Carbohydrates have traditionally been the largest source of energy intake for much of the world's population1. However, without a standard definition for carbohydrate quality, some foods that contain carbohydrates are often stigmatized based on isolated and reductionist assessment methods that fail to consider their contributions to nutrient intakes and balanced, healthy diets. A new perspective piece, published in Advances in Nutrition, brings to light the pressing need to define carbohydrate quality, to better assess the value of nutrient-dense carbohydrate-containing foods in healthy lifestyles. Ultimately, the authors call for a more holistic approach to carbohydrate guidance to address the complex needs of both people and the planet.
"To date, terms like 'good carbs' and 'bad carbs' have been inconsistently assigned to a plethora of foods based on overly simplistic and narrowly focused measures, like glycemic index (GI) or fiber content," states Rebekah Schulz of University of Minnesota and perspective piece coauthor. "While these aspects can be individual pieces of the puzzle, they don't reflect the full picture of carbohydrate quality. For example, while GI may be a useful index in isolation, it is not representative of real-life dietary intake when carbohydrates are consumed with other foods, nor does it account for a food's overall nutrient content or planetary impact."

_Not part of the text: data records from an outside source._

//! The computer opponent: uniform-random legal shots over a private fleet.

use log::debug;
use rand::Rng;

use crate::{
    game::{Action, GameState, Player, Response, TurnError},
    grid::Spot,
    player::Strategy,
    ships::Arrangement,
};

/// A strategy that fires at uniformly random un-shot spots and defends a
/// fixed private [`Arrangement`]. The generator is supplied by the caller so
/// games can be made reproducible.
pub struct RandomStrategy<R> {
    name: String,
    rng: R,
    fleet: Arrangement,
}

impl<R: Rng> RandomStrategy<R> {
    /// Build the strategy around an existing fleet.
    pub fn new(name: impl Into<String>, fleet: Arrangement, rng: R) -> Self {
        Self {
            name: name.into(),
            rng,
            fleet,
        }
    }

    /// Build the strategy with a freshly randomized fleet drawn from the
    /// same generator.
    pub fn with_random_fleet(name: impl Into<String>, mut rng: R) -> Self {
        use crate::ships::ShipKind;

        let fleet = Arrangement::random(&mut rng, &ShipKind::ALL);
        Self::new(name, fleet, rng)
    }
}

impl<R: Rng> Strategy for RandomStrategy<R> {
    fn name(&self) -> &str {
        &self.name
    }

    fn choose_action(&mut self, me: Player, state: &GameState) -> Result<Action, TurnError> {
        // Shots land on the opponent's grid, so the record of spots already
        // tried lives under the opponent's key. Redraw until a fresh spot
        // comes up.
        let tried = state.player(me.opponent()).board();
        loop {
            let target: Spot = self.rng.gen();
            if tried.is_no_shot(target) {
                return Ok(Action::new(me, target));
            }
        }
    }

    fn classify_shot(
        &mut self,
        me: Player,
        state: &GameState,
        action: &Action,
    ) -> Result<Response, TurnError> {
        let (hit, sunk) = self
            .fleet
            .classify_shot(state.player(me).board(), action.target);
        match sunk {
            Some(kind) => debug!("{}: HIT, SUNK {}", self.name, kind),
            None if hit => debug!("{}: HIT", self.name),
            None => debug!("{}: MISS", self.name),
        }
        Ok(Response::new(me, action.target, hit, sunk)?)
    }

    fn register_response(
        &mut self,
        _actor: Player,
        _prior: &GameState,
        _action: &Action,
        _response: &Response,
    ) {
        // Nothing to record: the result of our own action arrives in the
        // next state snapshot passed to choose_action.
    }
}

#[cfg(test)]
mod tests {
    use super::*;

    use rand::{rngs::StdRng, SeedableRng};

    use crate::{game::PlayerState, grid::SIZE};

    fn strategy(seed: u64) -> RandomStrategy<StdRng> {
        RandomStrategy::with_random_fleet("Computer", StdRng::seed_from_u64(seed))
    }

    #[test]
    fn shots_avoid_previously_tried_spots() {
        let mut player = strategy(99);

        // Fill the opponent's record with everything except J10.
        let mut opponent = PlayerState::new();
        for row in 0..SIZE {
            for col in 0..SIZE {
                if (row, col) != (SIZE - 1, SIZE - 1) {
                    opponent = opponent.with_shot(Spot::new(row, col), false).unwrap();
                }
            }
        }
        let state = GameState::new().with_player(Player::P2, opponent);

        let action = player.choose_action(Player::P1, &state).unwrap();
        assert_eq!(action.target, Spot::new(SIZE - 1, SIZE - 1));
        assert_eq!(action.actor, Player::P1);
    }

    #[test]
    fn classification_reflects_the_private_fleet() {
        let mut player = strategy(7);
        let state = GameState::new();

        // Classify every spot on the grid against an empty record: the hits
        // must be exactly the fleet's 17 covered spots, and with no prior
        // hits recorded nothing can be reported sunk.
        let mut hits = 0;
        for row in 0..SIZE {
            for col in 0..SIZE {
                let action = Action::new(Player::P1, Spot::new(row, col));
                let response = player.classify_shot(Player::P2, &state, &action).unwrap();
                if response.hit() {
                    hits += 1;
                }
                assert_eq!(response.sunk(), None);
            }
        }
        assert_eq!(hits, 17);
    }
}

This paper addresses the strengths and weaknesses of current methods used to assess carbohydrate quality, proposes additional indices to include in a standardized quality carbohydrate definition, and defines research questions for further exploration. Within the perspective piece, authors analyzed various existing frameworks for carbohydrate quality and weighed the pros and cons of indexing based solely on measures such as GI, whole grain foods, fiber and added sugar.
The authors concluded that, "for truly relevant and applicable dietary guidance, the framework should focus on nutrient contributions and take into account various ways to measure and analyze nutrients, as well as be nimble to adjust for new research findings and data."
Carbohydrate Quality: Spotlight on Fruits & Vegetables
The authors also note that current approaches to assessing carbohydrate quality may lead to even greater consumer confusion of nutritional recommendations for specific foods, including fruits and vegetables. Given that one in 10 Americans fall short of meeting their fruit and vegetable requirements2, it's important that a holistic and standardized approach to dietary carbohydrate guidance is established to promote both human and planetary health as effectively as possible.
"Potatoes are one example of a food that tends to be misclassified or misunderstood based significantly on their GI value - even though preparation techniques and common consumption methods are not reflected accurately within a GI value," points out Joanne Slavin, PhD, RD of University of Minnesota and perspective piece coauthor. "Potatoes are a nutrient-dense vegetable that provide several important nutrients - like fiber, potassium, Vitamin C and resistant starch - to Americans' diets and have been consumed for centuries as a main staple in various cultures. Additionally, potatoes serve an important role in food security in developing countries."
A Forward-Looking Solution: Establishing a Standardized Carbohydrate Quality Metric
Overall, there is a general shift away from one-directional and overly simplified dietary guidance, as any food or nutrient can have a place as part of a healthy lifestyle. Thus, to best define high quality carbohydrates, the authors call for a standardized carbohydrate quality metric, such as an algorithm that encompasses a broader spectrum of factors.
"There is a need to provide easy tools grounded in strong science," added Schulz. "When consumers need to make a quick choice about carbohydrate-containing foods, they should feel comfortable knowing that there is a comprehensive, science-backed formula or algorithm behind-the-scenes helping guide this decision."
The authors propose several potential quality indices to be considered when assessing carbohydrate quality:
Whole-grain, fiber, and added-sugar content
Ratios of total carbohydrate to fiber and added sugar to fiber in a food
Degree of processing
Environmental impact of a food
"As dietary guidance rightly moves away from isolated nutrient recommendations toward broader and more flexible dietary patterns, it's clear we need to better define the quality underpinnings of these patterns, including carbohydrates," notes Slavin. "By establishing an algorithm to assess carbohydrate quality, the result would positively impact both health and environmental outcomes and create consistent ways to measure intake across populations."